= Task brief =
Starting at the line that has "pub struct MetricDescriptor" and stopping after the line that has "Matches anywhere in", reproduce the listing below exactly; omit everything else.

[[ Records for this exercise open ]]

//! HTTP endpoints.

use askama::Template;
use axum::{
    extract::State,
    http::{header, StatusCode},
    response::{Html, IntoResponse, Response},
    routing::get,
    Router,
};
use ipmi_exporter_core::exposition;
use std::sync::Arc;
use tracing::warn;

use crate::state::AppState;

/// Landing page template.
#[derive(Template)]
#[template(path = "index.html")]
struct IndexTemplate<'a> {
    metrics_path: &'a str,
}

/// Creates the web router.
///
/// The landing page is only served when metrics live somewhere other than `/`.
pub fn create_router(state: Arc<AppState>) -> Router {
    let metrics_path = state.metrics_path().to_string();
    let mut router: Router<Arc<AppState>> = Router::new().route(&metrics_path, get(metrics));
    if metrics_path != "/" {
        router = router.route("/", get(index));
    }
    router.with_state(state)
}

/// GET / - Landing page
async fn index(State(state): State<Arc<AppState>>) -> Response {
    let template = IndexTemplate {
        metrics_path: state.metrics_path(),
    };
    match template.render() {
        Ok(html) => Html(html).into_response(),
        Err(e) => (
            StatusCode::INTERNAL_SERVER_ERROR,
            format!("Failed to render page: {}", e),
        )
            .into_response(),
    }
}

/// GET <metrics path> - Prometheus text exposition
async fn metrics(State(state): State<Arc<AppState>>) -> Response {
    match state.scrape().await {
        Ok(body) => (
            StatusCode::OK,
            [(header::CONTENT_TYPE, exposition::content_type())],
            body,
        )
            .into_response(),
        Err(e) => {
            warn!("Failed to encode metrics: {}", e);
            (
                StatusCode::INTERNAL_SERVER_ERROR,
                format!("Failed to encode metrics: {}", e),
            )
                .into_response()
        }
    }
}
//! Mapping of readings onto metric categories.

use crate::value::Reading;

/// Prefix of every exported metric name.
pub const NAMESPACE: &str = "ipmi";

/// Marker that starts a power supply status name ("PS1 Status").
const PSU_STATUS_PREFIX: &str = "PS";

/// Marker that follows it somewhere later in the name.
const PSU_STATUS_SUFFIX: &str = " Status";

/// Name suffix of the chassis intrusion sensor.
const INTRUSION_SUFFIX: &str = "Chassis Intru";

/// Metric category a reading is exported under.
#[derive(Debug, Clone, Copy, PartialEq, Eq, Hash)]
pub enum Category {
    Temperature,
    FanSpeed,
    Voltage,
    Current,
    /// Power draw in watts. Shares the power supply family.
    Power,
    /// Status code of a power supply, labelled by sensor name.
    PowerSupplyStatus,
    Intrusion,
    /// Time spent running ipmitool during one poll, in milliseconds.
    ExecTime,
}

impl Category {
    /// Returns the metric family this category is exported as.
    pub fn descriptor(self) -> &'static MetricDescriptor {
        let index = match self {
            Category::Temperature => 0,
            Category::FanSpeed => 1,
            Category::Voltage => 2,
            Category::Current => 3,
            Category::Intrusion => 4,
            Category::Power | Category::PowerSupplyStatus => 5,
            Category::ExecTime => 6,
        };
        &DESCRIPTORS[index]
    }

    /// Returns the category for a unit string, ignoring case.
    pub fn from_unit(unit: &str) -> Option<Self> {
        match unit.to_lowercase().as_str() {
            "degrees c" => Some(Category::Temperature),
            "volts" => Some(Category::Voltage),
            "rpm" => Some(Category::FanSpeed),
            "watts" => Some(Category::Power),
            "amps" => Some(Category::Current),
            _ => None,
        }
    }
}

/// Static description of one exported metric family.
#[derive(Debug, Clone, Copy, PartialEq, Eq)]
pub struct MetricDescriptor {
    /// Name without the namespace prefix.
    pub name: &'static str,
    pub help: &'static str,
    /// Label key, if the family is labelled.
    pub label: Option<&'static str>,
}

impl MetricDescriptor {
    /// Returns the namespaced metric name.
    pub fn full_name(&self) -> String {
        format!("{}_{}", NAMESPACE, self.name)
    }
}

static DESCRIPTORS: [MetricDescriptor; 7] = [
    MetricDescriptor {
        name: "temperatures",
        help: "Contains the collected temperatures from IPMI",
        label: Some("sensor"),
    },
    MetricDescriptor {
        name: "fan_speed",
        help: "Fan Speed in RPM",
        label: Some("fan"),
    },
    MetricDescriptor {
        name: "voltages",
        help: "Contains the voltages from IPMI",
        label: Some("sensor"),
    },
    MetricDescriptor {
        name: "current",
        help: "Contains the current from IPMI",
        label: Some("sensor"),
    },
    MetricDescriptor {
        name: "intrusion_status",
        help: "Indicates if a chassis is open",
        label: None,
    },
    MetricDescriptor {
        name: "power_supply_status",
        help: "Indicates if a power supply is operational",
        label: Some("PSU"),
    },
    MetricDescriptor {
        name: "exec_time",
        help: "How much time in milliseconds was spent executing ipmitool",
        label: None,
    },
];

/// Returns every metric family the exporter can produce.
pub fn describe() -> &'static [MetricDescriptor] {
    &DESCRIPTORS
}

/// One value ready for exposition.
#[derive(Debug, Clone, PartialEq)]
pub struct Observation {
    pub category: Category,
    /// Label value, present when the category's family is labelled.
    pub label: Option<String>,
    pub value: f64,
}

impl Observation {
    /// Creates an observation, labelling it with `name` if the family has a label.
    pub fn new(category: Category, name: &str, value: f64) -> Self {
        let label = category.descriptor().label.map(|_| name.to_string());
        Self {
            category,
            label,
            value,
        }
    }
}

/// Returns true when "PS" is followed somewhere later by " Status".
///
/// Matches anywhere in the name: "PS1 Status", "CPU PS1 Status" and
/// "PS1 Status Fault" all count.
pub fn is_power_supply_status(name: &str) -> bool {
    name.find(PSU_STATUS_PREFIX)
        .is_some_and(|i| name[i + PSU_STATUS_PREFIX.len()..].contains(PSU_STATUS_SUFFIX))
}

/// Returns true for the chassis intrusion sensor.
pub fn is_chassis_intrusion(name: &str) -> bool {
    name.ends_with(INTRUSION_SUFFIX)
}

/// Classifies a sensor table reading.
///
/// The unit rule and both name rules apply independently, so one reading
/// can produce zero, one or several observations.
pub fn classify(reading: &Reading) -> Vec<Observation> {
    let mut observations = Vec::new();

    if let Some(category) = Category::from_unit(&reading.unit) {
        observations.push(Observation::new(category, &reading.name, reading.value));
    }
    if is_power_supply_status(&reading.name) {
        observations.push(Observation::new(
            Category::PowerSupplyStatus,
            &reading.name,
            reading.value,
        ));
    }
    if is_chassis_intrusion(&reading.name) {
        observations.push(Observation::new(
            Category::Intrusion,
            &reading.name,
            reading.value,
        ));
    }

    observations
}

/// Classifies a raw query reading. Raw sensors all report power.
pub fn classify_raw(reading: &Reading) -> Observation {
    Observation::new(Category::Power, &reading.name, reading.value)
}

[[ Records for this exercise closed ]]

= Written answer =
pub struct MetricDescriptor {
    /// Name without the namespace prefix.
    pub name: &'static str,
    pub help: &'static str,
    /// Label key, if the family is labelled.
    pub label: Option<&'static str>,
}

impl MetricDescriptor {
    /// Returns the namespaced metric name.
    pub fn full_name(&self) -> String {
        format!("{}_{}", NAMESPACE, self.name)
    }
}

static DESCRIPTORS: [MetricDescriptor; 7] = [
    MetricDescriptor {
        name: "temperatures",
        help: "Contains the collected temperatures from IPMI",
        label: Some("sensor"),
    },
    MetricDescriptor {
        name: "fan_speed",
        help: "Fan Speed in RPM",
        label: Some("fan"),
    },
    MetricDescriptor {
        name: "voltages",
        help: "Contains the voltages from IPMI",
        label: Some("sensor"),
    },
    MetricDescriptor {
        name: "current",
        help: "Contains the current from IPMI",
        label: Some("sensor"),
    },
    MetricDescriptor {
        name: "intrusion_status",
        help: "Indicates if a chassis is open",
        label: None,
    },
    MetricDescriptor {
        name: "power_supply_status",
        help: "Indicates if a power supply is operational",
        label: Some("PSU"),
    },
    MetricDescriptor {
        name: "exec_time",
        help: "How much time in milliseconds was spent executing ipmitool",
        label: None,
    },
];

/// Returns every metric family the exporter can produce.
pub fn describe() -> &'static [MetricDescriptor] {
    &DESCRIPTORS
}

/// One value ready for exposition.
#[derive(Debug, Clone, PartialEq)]
pub struct Observation {
    pub category: Category,
    /// Label value, present when the category's family is labelled.
    pub label: Option<String>,
    pub value: f64,
}

impl Observation {
    /// Creates an observation, labelling it with `name` if the family has a label.
    pub fn new(category: Category, name: &str, value: f64) -> Self {
        let label = category.descriptor().label.map(|_| name.to_string());
        Self {
            category,
            label,
            value,
        }
    }
}

/// Returns true when "PS" is followed somewhere later by " Status".
///
/// Matches anywhere in the name: "PS1 Status", "CPU PS1 Status" and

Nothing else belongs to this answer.